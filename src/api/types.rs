//! UI-facing command, outcome and status types

use crate::api::formatting::UnitSystem;
use crate::measurement::calibration::{CalibrationStep, ReferenceObject};
use crate::measurement::history::MeasurementId;
use serde::{Deserialize, Serialize};

/// User inputs routed through [`MeasurementEngine::handle`](crate::MeasurementEngine::handle)
#[derive(Debug, Clone, Copy, PartialEq, Serialize, Deserialize)]
#[serde(tag = "command", rename_all = "snake_case")]
pub enum EngineCommand {
    Confirm,
    Reset,
    ToggleUnits,
    StartCalibration { known_reference_m: f64 },
    /// Calibrate against a reference object with its own plausible range
    StartReferenceCalibration { reference: ReferenceObject },
    CancelCalibration,
    UndoLast,
}

/// Why a confirm did nothing
#[derive(Debug, Clone, Copy, PartialEq, Eq, Serialize, Deserialize)]
#[serde(rename_all = "snake_case")]
pub enum IgnoreReason {
    /// No tracking frame has arrived yet
    NoFrame,
    /// Nothing measurable under the crosshair
    NoValidHit,
    /// The session refused to create an anchor
    AnchorCreationFailed,
}

/// Result of a confirm action, for host feedback (haptics, sounds, toasts)
#[derive(Debug, Clone, Copy, PartialEq, Serialize, Deserialize)]
#[serde(tag = "result", rename_all = "snake_case")]
pub enum ConfirmOutcome {
    MeasurementStarted,
    MeasurementCompleted { id: MeasurementId, raw_distance_m: f64 },
    CalibrationPointPlaced,
    CalibrationAccepted { scale: f64, raw_distance_m: f64 },
    CalibrationRejected { raw_distance_m: Option<f64> },
    Ignored { reason: IgnoreReason },
}

impl ConfirmOutcome {
    pub fn ignored(reason: IgnoreReason) -> Self {
        ConfirmOutcome::Ignored { reason }
    }

    pub fn is_ignored(&self) -> bool {
        matches!(self, ConfirmOutcome::Ignored { .. })
    }
}

/// Result of a dispatched [`EngineCommand`]
#[derive(Debug, Clone, Copy, PartialEq, Serialize, Deserialize)]
#[serde(rename_all = "snake_case")]
pub enum CommandOutcome {
    Confirm(ConfirmOutcome),
    Reset { released_anchors: usize },
    UnitsToggled { unit_system: UnitSystem },
    CalibrationStarted,
    CalibrationCancelled { was_active: bool },
    Undone { id: Option<MeasurementId> },
}

/// Snapshot of everything the UI chrome displays
#[derive(Debug, Clone, PartialEq, Serialize, Deserialize)]
pub struct EngineStatus {
    pub unit_system: UnitSystem,
    pub calibration_step: CalibrationStep,
    /// Drives crosshair styling
    pub hit_valid: bool,
    pub scale: f64,
    pub measurement_count: usize,
    /// Formatted distance of the newest measurement
    pub last_measurement: Option<String>,
}
//! Completed measurements, in insertion order

use crate::api::formatting::{UnitFormatter, UnitSystem};
use crate::processing::{Anchor, AnchorStore};
use crate::session::ArSession;
use serde::{Deserialize, Serialize};
use std::fmt;

/// Monotonic measurement identifier
#[derive(Debug, Clone, Copy, PartialEq, Eq, PartialOrd, Ord, Hash, Serialize, Deserialize)]
pub struct MeasurementId(pub u64);

impl fmt::Display for MeasurementId {
    fn fmt(&self, f: &mut fmt::Formatter<'_>) -> fmt::Result {
        write!(f, "#{}", self.0)
    }
}

/// A distance between two anchors.
///
/// The raw distance is frozen when the measurement is created; the
/// displayed distance applies whatever calibration scale is current, so a
/// later calibration corrects history retroactively.
#[derive(Debug)]
pub struct Measurement {
    id: MeasurementId,
    start: Anchor,
    end: Anchor,
    raw_distance_m: f64,
}

impl Measurement {
    pub fn id(&self) -> MeasurementId {
        self.id
    }

    pub fn start(&self) -> &Anchor {
        &self.start
    }

    pub fn end(&self) -> &Anchor {
        &self.end
    }

    pub fn raw_distance_m(&self) -> f64 {
        self.raw_distance_m
    }

    pub fn display_distance_m(&self, scale: f64) -> f64 {
        self.raw_distance_m * scale
    }

    pub fn label(&self, scale: f64, unit: UnitSystem) -> String {
        UnitFormatter::format(self.display_distance_m(scale), unit)
    }

    /// Give both anchors back to the store
    pub fn release<S: ArSession + ?Sized>(self, anchors: &mut AnchorStore, session: &mut S) {
        anchors.release(session, self.start);
        anchors.release(session, self.end);
    }
}

/// Serializable view of a measurement for the persistence layer
#[derive(Debug, Clone, PartialEq, Serialize, Deserialize)]
pub struct MeasurementRecord {
    pub id: MeasurementId,
    pub raw_distance_m: f64,
    pub display_distance_m: f64,
    pub label: String,
}

/// Append-only list of completed measurements
#[derive(Debug, Default)]
pub struct MeasurementHistory {
    entries: Vec<Measurement>,
    next_id: u64,
}

impl MeasurementHistory {
    pub fn new() -> Self {
        Self::default()
    }

    /// Append a measurement that takes ownership of both anchors.
    /// Ids keep increasing across clears.
    pub fn push(&mut self, start: Anchor, end: Anchor, raw_distance_m: f64) -> MeasurementId {
        self.next_id += 1;
        let id = MeasurementId(self.next_id);
        self.entries.push(Measurement {
            id,
            start,
            end,
            raw_distance_m,
        });
        id
    }

    pub fn iter(&self) -> impl Iterator<Item = &Measurement> {
        self.entries.iter()
    }

    pub fn len(&self) -> usize {
        self.entries.len()
    }

    pub fn is_empty(&self) -> bool {
        self.entries.is_empty()
    }

    pub fn last(&self) -> Option<&Measurement> {
        self.entries.last()
    }

    pub fn get(&self, id: MeasurementId) -> Option<&Measurement> {
        self.entries.iter().find(|m| m.id == id)
    }

    /// Remove the most recent measurement, releasing its anchors
    pub fn remove_last<S: ArSession + ?Sized>(
        &mut self,
        anchors: &mut AnchorStore,
        session: &mut S,
    ) -> Option<MeasurementId> {
        let measurement = self.entries.pop()?;
        let id = measurement.id;
        measurement.release(anchors, session);
        Some(id)
    }

    /// Drop every measurement and release all their anchors. Returns the
    /// number of measurements removed.
    pub fn clear<S: ArSession + ?Sized>(&mut self, anchors: &mut AnchorStore, session: &mut S) -> usize {
        let count = self.entries.len();
        for measurement in self.entries.drain(..) {
            measurement.release(anchors, session);
        }
        count
    }

    /// Export for the persistence layer
    pub fn records(&self, scale: f64, unit: UnitSystem) -> Vec<MeasurementRecord> {
        self.entries
            .iter()
            .map(|m| MeasurementRecord {
                id: m.id,
                raw_distance_m: m.raw_distance_m,
                display_distance_m: m.display_distance_m(scale),
                label: m.label(scale, unit),
            })
            .collect()
    }
}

YOUR ASSIGNMENT
Lines in the data containing the string "bool" are to be counted; give that number alone.

WORKED SOLUTION
4